Privacy by architecture, not by toggle.

• Site ID

  The site_id (wm_…) attached to the install snippet.

• URL & pathname

  The page being viewed. Query strings are stored as the canonical URL.

• Referrer

  The referring URL, when the browser provides it.

• UTM parameters

  Five canonical fields: utm_source, utm_medium, utm_campaign, utm_content, utm_term.

• Language & screen width

  Coarse signals for content layout and audience analysis. No device entropy.

• Event name & timestamp

  What happened and when. Defaults to page_view for browser auto-tracking.

• Anonymized IP (server-side only)

  IPv4 last octet zeroed, IPv6 truncated to /48. Raw IPs never reach storage.

Limited additional event attributes (e.g. title) ride alongside the core fields when relevant. The full list is in the events table schema and is intentionally narrow.

• No third-party cookies

  We don't set cookies on customer sites.

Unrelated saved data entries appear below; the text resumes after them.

//! Persistence boundary.
//!
//! Handlers and the payment reconciler talk to these traits, never to sqlx
//! directly. [`postgres::PgStore`] is the production implementation; tests
//! substitute an in-memory one behind the same `Arc<dyn Store>`.

pub mod postgres;
pub mod types;

use async_trait::async_trait;
use chrono::{DateTime, Utc};
use thiserror::Error;
use uuid::Uuid;

use types::{
    BoostPurchase, DirectoryFilter, ExpiredBoost, HourEntry, NewBoostPurchase, NewPayment,
    NewService, NewSubscription, OpeningHour, PaymentRecord, PlatformCounts, PortfolioImage,
    Profile, ProfileChanges, ProfileStatus, Service, SubscriptionRecord, ViewStats,
};

#[derive(Debug, Error)]
pub enum StoreError {
    #[error("database error: {0}")]
    Database(#[from] sqlx::Error),
    #[error("{0} not found")]
    NotFound(&'static str),
}

pub type StoreResult<T> = Result<T, StoreError>;

/// Profile reads and the writes the billing/moderation paths need.
#[async_trait]
pub trait ProfileStore: Send + Sync {
    /// Active profiles, premium entitlements first. `now` decides which
    /// boosts still count.
    async fn directory(
        &self,
        filter: &DirectoryFilter,
        now: DateTime<Utc>,
    ) -> StoreResult<Vec<Profile>>;

    async fn find_by_slug(&self, slug: &str) -> StoreResult<Option<Profile>>;

    async fn find_by_id(&self, id: Uuid) -> StoreResult<Option<Profile>>;

    async fn find_by_customer(&self, customer_id: &str) -> StoreResult<Option<Profile>>;

    async fn update_profile(&self, id: Uuid, changes: &ProfileChanges) -> StoreResult<Profile>;

    async fn set_customer_id(&self, id: Uuid, customer_id: &str) -> StoreResult<()>;

    /// Flip the subscription entitlement flag.
    async fn set_subscription_premium(&self, id: Uuid, active: bool) -> StoreResult<()>;

    /// Overwrite the boost window after a successful boost purchase.
    async fn set_boost_window(
        &self,
        id: Uuid,
        activated_at: DateTime<Utc>,
        expires_at: DateTime<Utc>,
    ) -> StoreResult<()>;

    async fn set_status(&self, id: Uuid, status: ProfileStatus) -> StoreResult<Profile>;

    /// Clear every boost window that ended strictly before `now` and report
    /// which profiles were touched. One statement, so two concurrent sweeps
    /// cannot both claim a profile.
    async fn expire_boosts(&self, now: DateTime<Utc>) -> StoreResult<Vec<ExpiredBoost>>;
}

/// Subscriptions, boost purchases, the payment ledger and the webhook
/// replay guard.
#[async_trait]
pub trait BillingStore: Send + Sync {
    /// Insert or refresh a mirrored subscription, keyed on
    /// `stripe_subscription_id`.
    async fn upsert_subscription(&self, sub: &NewSubscription) -> StoreResult<()>;

    /// Mark a mirrored subscription canceled. Returns false when no row
    /// matched the id.
    async fn cancel_subscription(
        &self,
        stripe_subscription_id: &str,
        canceled_at: DateTime<Utc>,
    ) -> StoreResult<bool>;

    /// Most recently created subscription row for a profile, if any.
    async fn latest_subscription(&self, profile_id: Uuid)
        -> StoreResult<Option<SubscriptionRecord>>;

    /// Mirrored subscription by its provider id, as carried on invoices.
    async fn subscription_by_provider_id(
        &self,
        stripe_subscription_id: &str,
    ) -> StoreResult<Option<SubscriptionRecord>>;

    async fn insert_boost(&self, boost: &NewBoostPurchase) -> StoreResult<()>;

    async fn latest_boost(&self, profile_id: Uuid) -> StoreResult<Option<BoostPurchase>>;

    async fn insert_payment(&self, payment: &NewPayment) -> StoreResult<()>;

    async fn payments_for_profile(
        &self,
        profile_id: Uuid,
        limit: i64,
    ) -> StoreResult<Vec<PaymentRecord>>;

    /// True when this provider event id was already handled.
    async fn already_processed(&self, event_id: &str) -> StoreResult<bool>;

    /// Remember a handled provider event id. Inserting the same id twice is
    /// a no-op.
    async fn record_event(&self, event_id: &str, event_type: &str) -> StoreResult<()>;
}

/// Services, opening hours and portfolio images owned by a profile.
#[async_trait]
pub trait CatalogStore: Send + Sync {
    async fn services_for(&self, profile_id: Uuid) -> StoreResult<Vec<Service>>;

    async fn add_service(&self, profile_id: Uuid, service: &NewService) -> StoreResult<Service>;

    /// Delete a service, but only when it belongs to `profile_id`. Returns
    /// false when nothing matched.
    async fn delete_service(&self, profile_id: Uuid, service_id: Uuid) -> StoreResult<bool>;

    async fn hours_for(&self, profile_id: Uuid) -> StoreResult<Vec<OpeningHour>>;

    /// Upsert one row per weekday. Days absent from `entries` are left as
    /// they were.
    async fn set_hours(&self, profile_id: Uuid, entries: &[HourEntry]) -> StoreResult<()>;

    async fn portfolio_for(&self, profile_id: Uuid) -> StoreResult<Vec<PortfolioImage>>;

    async fn add_portfolio_image(
        &self,
        profile_id: Uuid,
        image_url: &str,
    ) -> StoreResult<PortfolioImage>;

    async fn delete_portfolio_image(&self, profile_id: Uuid, image_id: Uuid) -> StoreResult<bool>;
}

/// View/contact tracking and the aggregates built on top of it.
#[async_trait]
pub trait AnalyticsStore: Send + Sync {
    /// Count a profile view unless the same fingerprint viewed it within
    /// the last 24 hours. Returns whether the view was counted.
    async fn record_view(
        &self,
        profile_id: Uuid,
        fingerprint: &str,
        now: DateTime<Utc>,
    ) -> StoreResult<bool>;

    async fn record_whatsapp_click(&self, profile_id: Uuid) -> StoreResult<()>;

    async fn view_stats(&self, profile_id: Uuid, now: DateTime<Utc>) -> StoreResult<ViewStats>;

    async fn platform_counts(&self, now: DateTime<Utc>) -> StoreResult<PlatformCounts>;
}

/// The full persistence surface the application state carries around.
pub trait Store: ProfileStore + BillingStore + CatalogStore + AnalyticsStore {}

impl<T> Store for T where T: ProfileStore + BillingStore + CatalogStore + AnalyticsStore {}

• No localStorage tracking

  No persistent visitor identifier stored in the browser.

• No fingerprinting

  No canvas, audio, fonts, or device-entropy signals are read.

• No cross-site tracking

  WebmasterID has no concept of a single user across sites.

• No session replay

  No DOM mutations, mouse traces, or input recordings.

• No raw IPs in storage

  Only the anonymized form ever lands in the database.

When a browser signals Do Not Track or Global Privacy Control, WebmasterID's tracker exits early and sends nothing. This is checked client-side in the tracker and again server-side at the ingest API for defense-in-depth.

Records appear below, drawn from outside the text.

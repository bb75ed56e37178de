//! Shared harness for the integration tests.
//!
//! [`MemoryStore`] stands in for Postgres behind the same `Arc<dyn Store>`
//! the real server uses, mirroring the SQL semantics the handlers rely on
//! (upsert keys, ordering, the 24h view dedup). [`spawn_app`] boots the
//! full router on an ephemeral port so tests go through real HTTP,
//! middleware included.

#![allow(dead_code)]

use std::net::SocketAddr;
use std::sync::atomic::{AtomicBool, Ordering};
use std::sync::{Arc, Mutex};

use async_trait::async_trait;
use chrono::{DateTime, Duration, Utc};
use tokio::net::TcpListener;
use uuid::Uuid;

use eclat_api::http::{AppState, HttpServer};
use eclat_api::payments::webhook::{sign_payload, SIGNATURE_HEADER};
use eclat_api::premium::is_premium_active;
use eclat_api::store::types::{
    BoostPurchase, DirectoryFilter, ExpiredBoost, HourEntry, NewBoostPurchase, NewPayment,
    NewService, NewSubscription, OpeningHour, PaymentRecord, PlatformCounts, PortfolioImage,
    Profile, ProfileChanges, ProfileStatus, Service, SubscriptionRecord, ViewStats,
};
use eclat_api::store::{
    AnalyticsStore, BillingStore, CatalogStore, ProfileStore, StoreError, StoreResult,
};
use eclat_api::{AppConfig, Shutdown};

struct ViewRow {
    profile_id: Uuid,
    fingerprint: String,
    created_at: DateTime<Utc>,
}

struct ClickRow {
    profile_id: Uuid,
    clicked_at: DateTime<Utc>,
}

#[derive(Default)]
struct Inner {
    profiles: Vec<Profile>,
    services: Vec<Service>,
    hours: Vec<OpeningHour>,
    portfolio: Vec<PortfolioImage>,
    subscriptions: Vec<SubscriptionRecord>,
    boosts: Vec<BoostPurchase>,
    payments: Vec<PaymentRecord>,
    events: Vec<(String, String)>,
    views: Vec<ViewRow>,
    clicks: Vec<ClickRow>,
}
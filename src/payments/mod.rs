//! Payment provider integration: outbound checkout and inbound webhooks.

pub mod checkout;
pub mod events;
pub mod reconciler;
pub mod stripe;
pub mod webhook;

pub use reconciler::{ReconcileOutcome, Reconciler};
pub use stripe::{StripeClient, StripeError};
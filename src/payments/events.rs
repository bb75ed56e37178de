//! Provider webhook event payloads.
//!
//! Only the fields the reconciler actually reads are modeled; everything
//! else in the provider's JSON is ignored by serde. Nested resources arrive
//! either as a bare id string or as an expanded object, so those fields go
//! through [`Expandable`].

use chrono::{DateTime, TimeZone, Utc};
use serde::de::DeserializeOwned;
use serde::Deserialize;
use std::collections::HashMap;

/// The outer event envelope.
#[derive(Debug, Clone, Deserialize)]
pub struct WebhookEvent {
    pub id: String,
    #[serde(rename = "type")]
    pub event_type: String,
    pub created: i64,
    pub data: EventData,
}

#[derive(Debug, Clone, Deserialize)]
pub struct EventData {
    pub object: serde_json::Value,
}

impl WebhookEvent {
    /// Deserialize `data.object` into the payload type the event type implies.
    pub fn object_as<T: DeserializeOwned>(&self) -> Result<T, serde_json::Error> {
        serde_json::from_value(self.data.object.clone())
    }
}

/// A reference that may arrive as `"cus_123"` or `{"id": "cus_123", ...}`.
#[derive(Debug, Clone, Deserialize)]
#[serde(untagged)]
pub enum Expandable {
    Id(String),
    Object { id: String },
}

impl Expandable {
    pub fn id(&self) -> &str {
        match self {
            Expandable::Id(id) => id,
            Expandable::Object { id } => id,
        }
    }
}

/// `checkout.session.completed` payload.
#[derive(Debug, Clone, Deserialize)]
pub struct CheckoutSession {
    pub id: String,
    pub customer: Option<Expandable>,
    pub subscription: Option<Expandable>,
    pub payment_intent: Option<Expandable>,
    pub amount_total: Option<i64>,
    pub currency: Option<String>,
    pub mode: Option<String>,
    #[serde(default)]
    pub metadata: HashMap<String, String>,
}

impl CheckoutSession {
    /// Whether this checkout bought the one-time boost rather than a
    /// subscription. Either metadata marker counts; older sessions only
    /// carried `plan_type`.
    pub fn is_boost_purchase(&self) -> bool {
        self.metadata.get("product_type").map(String::as_str) == Some("boost_7_days")
            || self.metadata.get("plan_type").map(String::as_str) == Some("boost")
    }
}

/// `customer.subscription.*` payload.
#[derive(Debug, Clone, Deserialize)]
pub struct SubscriptionObject {
    pub id: String,
    pub customer: Expandable,
    pub status: String,
    #[serde(default)]
    pub cancel_at_period_end: bool,
    pub canceled_at: Option<i64>,
    pub current_period_start: i64,
    pub current_period_end: i64,
    #[serde(default)]
    pub items: SubscriptionItems,
    #[serde(default)]
    pub metadata: HashMap<String, String>,
}

#[derive(Debug, Clone, Default, Deserialize)]
pub struct SubscriptionItems {
    #[serde(default)]
    pub data: Vec<SubscriptionItem>,
}

#[derive(Debug, Clone, Deserialize)]
pub struct SubscriptionItem {
    pub price: Price,
}

#[derive(Debug, Clone, Deserialize)]
pub struct Price {
    pub id: String,
    pub unit_amount: Option<i64>,
    pub currency: Option<String>,
    pub recurring: Option<Recurring>,
}

#[derive(Debug, Clone, Deserialize)]
pub struct Recurring {
    pub interval: String,
}

/// `invoice.payment_succeeded` / `invoice.payment_failed` payload.
#[derive(Debug, Clone, Deserialize)]
pub struct InvoiceObject {
    pub id: String,
    pub customer: Option<Expandable>,
    pub subscription: Option<Expandable>,
    pub payment_intent: Option<Expandable>,
    pub amount_paid: Option<i64>,
    pub amount_due: Option<i64>,
    pub currency: Option<String>,
    pub hosted_invoice_url: Option<String>,
}

/// Convert a provider unix timestamp, rejecting out-of-range values.
pub fn datetime_from_ts(ts: i64) -> Option<DateTime<Utc>> {
    Utc.timestamp_opt(ts, 0).single()
}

The browser tracker submits events as a plain string body via navigator.sendBeacon. The browser attaches Content-Type: text/plain;charset=UTF-8 — a CORS-safelisted MIME — so the request is "simple" and skips the CORS preflight entirely. The ingest API parses the body as JSON. This makes the analytics path quieter on the network, more reliable across browsers, and one less surface that needs to negotiate cookies or credentials.

The full architecture is documented at /architecture.

WebmasterID is built to minimise the privacy surface so installation is straightforward, but operators remain responsible for their jurisdiction-specific obligations — including, where applicable, disclosing analytics in their own privacy notice. See our data-processing page for a high-level controller/processor overview.